Un nuevo enfoque necesario
Lacroix comentó que han estado escuchando atentamente a las autoridades libanesas, quienes han expresado su deseo de continuar con una presencia que no tiene por qué ser igual a la actual misión de la FINUL. Este posible nuevo mecanismo podría incluir funciones como observación y elaboración de informes, además de actuar como un nexo entre los diversos actores locales y participar activamente en temas cruciales como el conflicto o el desminado.
A raíz del Consejo de Seguridad de la ONU, que les ha instado a presentar recomendaciones antes del 1 de junio sobre cómo debería ser esta nueva presencia tras la salida de los cascos azules, Lacroix ha mantenido conversaciones con Israel y otros Estados miembros para abordar este asunto delicado.
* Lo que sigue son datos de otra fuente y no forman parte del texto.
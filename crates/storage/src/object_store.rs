//! Object storage backend (MinIO/S3 compatible).

use std::path::Path;
use std::sync::Arc;

use async_trait::async_trait;
use bytes::Bytes;
use object_store::{aws::AmazonS3Builder, ObjectStore};
use serde::{Deserialize, Serialize};
use std::env;
use tracing::instrument;

use storm_common::{StormError, StormResult};

use crate::backend::{self, ByteStream, Storage};

/// Configuration for object storage connection.
#[derive(Debug, Clone, Serialize, Deserialize)]
pub struct ObjectStorageConfig {
    /// S3/MinIO endpoint URL
    pub endpoint: String,
    /// Bucket name
    pub bucket: String,
    /// Access key ID
    pub access_key_id: String,
    /// Secret access key
    pub secret_access_key: String,
    /// AWS region (use "us-east-1" for MinIO)
    pub region: String,
    /// Allow HTTP (for local MinIO)
    pub allow_http: bool,
}

impl Default for ObjectStorageConfig {
    fn default() -> Self {
        Self {
            endpoint: "http://minio:9000".to_string(),
            bucket: "storm-archives".to_string(),
            access_key_id: "minioadmin".to_string(),
            secret_access_key: "minioadmin".to_string(),
            region: "us-east-1".to_string(),
            allow_http: true,
        }
    }
}

impl ObjectStorageConfig {
    pub fn from_env() -> Self {
        let defaults = Self::default();
        Self {
            endpoint: env::var("S3_ENDPOINT").unwrap_or(defaults.endpoint),
            bucket: env::var("S3_BUCKET").unwrap_or(defaults.bucket),
            access_key_id: env::var("S3_ACCESS_KEY").unwrap_or(defaults.access_key_id),
            secret_access_key: env::var("S3_SECRET_KEY").unwrap_or(defaults.secret_access_key),
            region: env::var("S3_REGION").unwrap_or(defaults.region),
            allow_http: env::var("S3_ALLOW_HTTP")
                .map(|v| v == "true")
                .unwrap_or(defaults.allow_http),
        }
    }
}

/// Object storage client for archives and model output.
pub struct ObjectStorage {
    store: Arc<dyn ObjectStore>,
    bucket: String,
}

impl ObjectStorage {
    /// Create a new object storage client from config.
    pub fn new(config: &ObjectStorageConfig) -> StormResult<Self> {
        let mut builder = AmazonS3Builder::new()
            .with_endpoint(&config.endpoint)
            .with_bucket_name(&config.bucket)
            .with_access_key_id(&config.access_key_id)
            .with_secret_access_key(&config.secret_access_key)
            .with_region(&config.region);

        if config.allow_http {
            builder = builder.with_allow_http(true);
        }

        let store = builder
            .build()
            .map_err(|e| StormError::Storage(format!("Failed to create S3 client: {}", e)))?;

        Ok(Self {
            store: Arc::new(store),
            bucket: config.bucket.clone(),
        })
    }

    /// Wrap an already-built store, e.g. an in-memory one.
    pub fn with_store(store: Arc<dyn ObjectStore>, bucket: impl Into<String>) -> Self {
        Self {
            store,
            bucket: bucket.into(),
        }
    }
}

#[async_trait]
impl Storage for ObjectStorage {
    async fn exists(&self, path: &str) -> StormResult<bool> {
        backend::exists(self.store.as_ref(), path).await
    }

    async fn open(&self, path: &str) -> StormResult<ByteStream> {
        backend::open(self.store.as_ref(), path).await
    }

    #[instrument(skip(self), fields(bucket = %self.bucket, path = %path))]
    async fn read(&self, path: &str) -> StormResult<Bytes> {
        backend::read(self.store.as_ref(), path).await
    }

    #[instrument(skip(self, data), fields(bucket = %self.bucket, path = %path))]
    async fn write(&self, path: &str, data: Bytes) -> StormResult<()> {
        backend::write(self.store.as_ref(), path, data).await
    }

    #[instrument(skip(self), fields(bucket = %self.bucket, path = %path))]
    async fn put_file(&self, local: &Path, path: &str) -> StormResult<u64> {
        backend::put_file(self.store.as_ref(), local, path).await
    }

    #[instrument(skip(self), fields(bucket = %self.bucket, path = %path))]
    async fn get_file(&self, path: &str, local: &Path) -> StormResult<u64> {
        backend::get_file(self.store.as_ref(), path, local).await
    }

    #[instrument(skip(self), fields(bucket = %self.bucket, path = %path))]
    async fn delete(&self, path: &str) -> StormResult<()> {
        backend::delete(self.store.as_ref(), path).await
    }

    #[instrument(skip(self), fields(bucket = %self.bucket))]
    async fn copy_within_storage(&self, source: &str, destination: &str) -> StormResult<()> {
        backend::copy_within_storage(self.store.as_ref(), source, destination).await
    }

    async fn list(&self, prefix: &str) -> StormResult<Vec<String>> {
        backend::list(self.store.as_ref(), prefix).await
    }

    fn path(&self, path: &str) -> String {
        path.to_string()
    }

    fn storage_url(&self, path: &str) -> String {
        format!("s3://{}/{}", self.bucket, path)
    }
}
No olvidemos que esto ocurre justo cuando los ‘cascos azules’ han intensificado sus operaciones debido al reciente estallido del conflicto con Israel, marcado por ataques del partido-milicia chií Hezbolá en respuesta a eventos trágicos como el fallecimiento del líder supremo iraní.
Además, es doloroso recordar que en los últimos meses hemos perdido a tres soldados indonesios y dos franceses desplegados con la FINUL. Desde el comienzo del conflicto hace poco más de un mes ya son más de 2.400 personas las que han muerto en esa región asolada por el caos. La FINUL fue establecida en 1978 para monitorear una frágil paz entre Israel y Hezbolá; sin embargo, su mandato es limitado y no puede usar fuerzas armadas.
En definitiva, mientras nos enfrentamos a un futuro incierto, es esencial seguir muy atentos al desarrollo de estos acontecimientos. La esperanza es lo último que se pierde.